Brief
Lines before the one containing "let req = parse_request(&args).unwrap_or_else(|e|" are left out; output the rest of the data exactly, through the final line.

(Stored items)
◆ ◆ ◆ ◆ ◆ ◆ ◆

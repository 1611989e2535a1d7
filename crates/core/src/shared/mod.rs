pub mod avatar;
pub mod constants;
pub mod frame;
pub(crate) mod opencv_mat;
pub mod region;
pub mod video_metadata;
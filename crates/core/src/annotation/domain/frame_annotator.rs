use crate::shared::frame::Frame;
use crate::shared::region::Region;

/// An RGB colour.
#[derive(Clone, Copy, Debug, PartialEq, Eq)]
pub struct Color(pub u8, pub u8, pub u8);

impl Color {
    pub const GREEN: Color = Color(0, 255, 0);
    pub const BLUE: Color = Color(0, 0, 255);
    pub const YELLOW: Color = Color(255, 255, 0);
}

#[derive(Clone, Copy, Debug, PartialEq)]
pub struct TextStyle {
    pub color: Color,
    pub scale: f64,
    pub thickness: i32,
}

impl TextStyle {
    /// "Face" tag above each detection.
    pub const DETECTION: TextStyle = TextStyle {
        color: Color::GREEN,
        scale: 0.6,
        thickness: 2,
    };
    /// "Estimated face area" tag on the manual preview.
    pub const ESTIMATE: TextStyle = TextStyle {
        color: Color::BLUE,
        scale: 0.5,
        thickness: 2,
    };
    /// Tile captions on the comparison grid.
    pub const GRID_CAPTION: TextStyle = TextStyle {
        color: Color::YELLOW,
        scale: 0.8,
        thickness: 2,
    };
}

/// Draws outlines and text onto frames in place.
pub trait FrameAnnotator: Send {
    fn draw_box(
        &self,
        frame: &mut Frame,
        region: &Region,
        color: Color,
        thickness: i32,
    ) -> Result<(), Box<dyn std::error::Error>>;

    /// `(x, y)` is the bottom-left corner of the text baseline.
    fn draw_text(
        &self,
        frame: &mut Frame,
        text: &str,
        x: i32,
        y: i32,
        style: &TextStyle,
    ) -> Result<(), Box<dyn std::error::Error>>;
}
use std::cell::RefCell;

use crate::effects::domain::face_effect::FaceEffect;
use crate::shared::frame::{Frame, CHANNELS};
use crate::shared::region::Region;

use super::resample;

/// Replaces the padded rectangle around each region with coarse blocks.
///
/// The rectangle is shrunk to `max(1, w / pixel_size) x max(1, h / pixel_size)`
/// with linear filtering, then blown back up with nearest-neighbour sampling.
pub struct PixelateEffect {
    pixel_size: u32,
    padding: u32,
    roi_buf: RefCell<Vec<u8>>,
}

impl PixelateEffect {
    pub fn new(pixel_size: u32, padding: u32) -> Result<Self, String> {
        if pixel_size == 0 {
            return Err("Pixel size must be at least 1".to_string());
        }
        Ok(Self {
            pixel_size,
            padding,
            roi_buf: RefCell::new(Vec::new()),
        })
    }

    /// Dimensions of the intermediate low-resolution image.
    pub fn block_grid(&self, width: usize, height: usize) -> (usize, usize) {
        let p = self.pixel_size as usize;
        ((width / p).max(1), (height / p).max(1))
    }
}

impl FaceEffect for PixelateEffect {
    fn apply(
        &self,
        frame: &mut Frame,
        regions: &[Region],
    ) -> Result<(), Box<dyn std::error::Error>> {
        let (fw, fh) = (frame.width(), frame.height());
        let data = frame.data_mut();
        let mut roi = self.roi_buf.borrow_mut();

        for region in regions {
            let rect = region.padded(self.padding, fw, fh);
            if rect.is_empty() {
                continue;
            }
            let (rw, rh) = (rect.width as usize, rect.height as usize);
            let (sw, sh) = self.block_grid(rw, rh);

            resample::extract_roi(data, fw as usize, CHANNELS, &rect, &mut roi);
            let small = resample::resize_linear(&roi, rw, rh, CHANNELS, sw, sh);
            let blocky = resample::resize_nearest(&small, sw, sh, CHANNELS, rw, rh);
            resample::write_roi_back(data, &blocky, fw as usize, CHANNELS, &rect);
        }

        Ok(())
    }
}
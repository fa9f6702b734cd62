//! CLI client for the `computed` daemon.
//!
//! Examples:
//!   compute-cli status
//!   compute-cli add 10 20
//!   compute-cli multiply 10 20
//!   compute-cli sum 100
//!   compute-cli --local sum 100
//!   compute-cli build-wasm public/wasm/compute.wasm
//!
//! By default it talks to 127.0.0.1:9877; override with `--addr host:port`.
//! `--local` skips the daemon and loads the compute module in-process.

use serde::{Deserialize, Serialize};
use std::io::{BufRead, BufReader, Write};
use std::net::TcpStream;
use std::process;
use std::time::Duration;

use wasmcompute::prelude::*;

#[derive(Debug, Clone, Serialize, Deserialize)]
#[serde(tag = "type")]
enum Request {
    Status,
    Add { a: i32, b: i32 },
    Multiply { a: i32, b: i32 },
    Sum { n: i32 },
}

#[derive(Debug, Clone, Serialize, Deserialize)]
#[serde(tag = "type")]
enum Response {
    Status {
        loaded: bool,
        origin: Option<Origin>,
        binary_active: bool,
        #[serde(default)]
        artifact: String,
    },
    Value {
        value: i32,
        origin: Origin,
    },
    Error {
        message: String,
    },
}

fn usage() -> ! {
    eprintln!("compute-cli (talks to computed @ 127.0.0.1:9877 by default)");
    eprintln!("Usage: compute-cli [--addr host:port | --local] <command> [args]\n");
    eprintln!("Commands:");
    eprintln!("  status                      Show which backend is active");
    eprintln!("  add <a> <b>                 a + b");
    eprintln!("  multiply <a> <b>            a * b");
    eprintln!("  sum <n>                     0 + 1 + ... + (n-1)");
    eprintln!("  build-wasm <out.wasm>       Compile the bundled WAT (needs `wat` feature)");
    process::exit(1);
}

enum Target {
    Daemon(String),
    Local,
}

fn parse_args() -> (Target, Vec<String>) {
    let mut args: Vec<String> = std::env::args().skip(1).collect();
    if args.is_empty() {
        usage();
    }

    let mut target = Target::Daemon("127.0.0.1:9877".to_string());
    if args.len() >= 2 && args[0] == "--addr" {
        target = Target::Daemon(args[1].clone());
        args.drain(0..2);
    } else if args[0] == "--local" {
        target = Target::Local;
        args.drain(0..1);
    }
    if args.is_empty() {
        usage();
    }
    (target, args)
}

fn parse_i32(name: &str, s: Option<&String>) -> Result<i32, String> {
    let s = s.ok_or_else(|| format!("missing <{}>", name))?;
    s.trim()
        .parse()
        .map_err(|_| format!("<{}> must be a 32-bit integer, got {:?}", name, s))
}

fn parse_request(args: &[String]) -> Result<Request, String> {
    match args[0].as_str() {
        "status" => Ok(Request::Status),
        "add" => Ok(Request::Add {
            a: parse_i32("a", args.get(1))?,
            b: parse_i32("b", args.get(2))?,
        }),
        "multiply" | "mul" => Ok(Request::Multiply {
            a: parse_i32("a", args.get(1))?,
            b: parse_i32("b", args.get(2))?,
        }),
        "sum" => Ok(Request::Sum {
            n: parse_i32("n", args.get(1))?,
        }),
        other => Err(format!("unknown command: {}", other)),
    }
}

fn send_request(addr: &str, req: &Request) -> Result<Response, String> {
    let mut stream = TcpStream::connect(addr).map_err(|e| format!("connect: {e}"))?;
    stream
        .set_read_timeout(Some(Duration::from_secs(5)))
        .map_err(|e| format!("set_read_timeout: {e}"))?;
    let mut reader = BufReader::new(stream.try_clone().map_err(|e| format!("clone: {e}"))?);

    let line = serde_json::to_string(req).map_err(|e| format!("serialize: {e}"))?;
    stream
        .write_all(line.as_bytes())
        .and_then(|_| stream.write_all(b"\n"))
        .map_err(|e| format!("send: {e}"))?;

    let mut resp_line = String::new();
    reader
        .read_line(&mut resp_line)
        .map_err(|e| format!("recv: {e}"))?;
    serde_json::from_str(&resp_line).map_err(|e| format!("parse response: {e}"))
}

/// Answer `req` with an in-process module, loading it first.
fn run_local(req: &Request) -> Response {
    let module = wasmcompute::module::default_module();
    module.load_blocking();
    let origin = module.origin().unwrap_or(Origin::Fallback);
    match *req {
        Request::Status => Response::Status {
            loaded: module.is_loaded(),
            origin: module.origin(),
            binary_active: module.is_binary_backend_active(),
            artifact: module.source().describe(),
        },
        Request::Add { a, b } => Response::Value {
            value: module.add(a, b),
            origin,
        },
        Request::Multiply { a, b } => Response::Value {
            value: module.multiply(a, b),
            origin,
        },
        Request::Sum { n } => Response::Value {
            value: module.sum(n),
            origin,
        },
    }
}

fn print_response(resp: Response) {
    match resp {
        Response::Status {
            loaded,
            origin,
            binary_active,
            artifact,
        } => {
            let origin = origin.map(|o| o.as_str()).unwrap_or("unresolved");
            println!(
                "loaded={} origin={} binary_active={} artifact={}",
                loaded, origin, binary_active, artifact
            );
        }
        Response::Value { value, origin } => println!("{} ({})", value, origin),
        Response::Error { message } => {
            eprintln!("Error: {}", message);
            process::exit(1);
        }
    }
}

#[cfg(feature = "wat")]
fn build_wasm(out: &str) -> Result<(), String> {
    let bytes = wasmcompute::build_compute_wasm().map_err(|e| format!("compile: {e}"))?;
    let out = std::path::Path::new(out);
    if let Some(dir) = out.parent().filter(|d| !d.as_os_str().is_empty()) {
        std::fs::create_dir_all(dir).map_err(|e| format!("create {}: {e}", dir.display()))?;
    }
    std::fs::write(out, &bytes).map_err(|e| format!("write {}: {e}", out.display()))?;
    println!("Built: {} ({} bytes)", out.display(), bytes.len());
    Ok(())
}

#[cfg(not(feature = "wat"))]
fn build_wasm(_out: &str) -> Result<(), String> {
    // Not fatal: without the binary every load uses the native fallback.
    println!("wat support not compiled in, skipping WASM build (native fallback will be used)");
    Ok(())
}

fn main() {
    let (target, args) = parse_args();

    if args[0] == "build-wasm" {
        let Some(out) = args.get(1) else { usage() };
        if let Err(e) = build_wasm(out) {
            eprintln!("WASM build failed: {}", e);
            process::exit(1);
        }
        return;
    }

    let req = parse_request(&args).unwrap_or_else(|e| {
        eprintln!("{}", e);
        usage();
    });

    let resp = match target {
        Target::Local => run_local(&req),
        Target::Daemon(addr) => send_request(&addr, &req).unwrap_or_else(|e| {
            eprintln!("{}", e);
            process::exit(1);
        }),
    };
    print_response(resp);
}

◆ ◆ ◆ ◆ ◆ ◆ ◆

Answer area
    let req = parse_request(&args).unwrap_or_else(|e| {
        eprintln!("{}", e);
        usage();
    });

    let resp = match target {
        Target::Local => run_local(&req),
        Target::Daemon(addr) => send_request(&addr, &req).unwrap_or_else(|e| {
            eprintln!("{}", e);
            process::exit(1);
        }),
    };
    print_response(resp);
}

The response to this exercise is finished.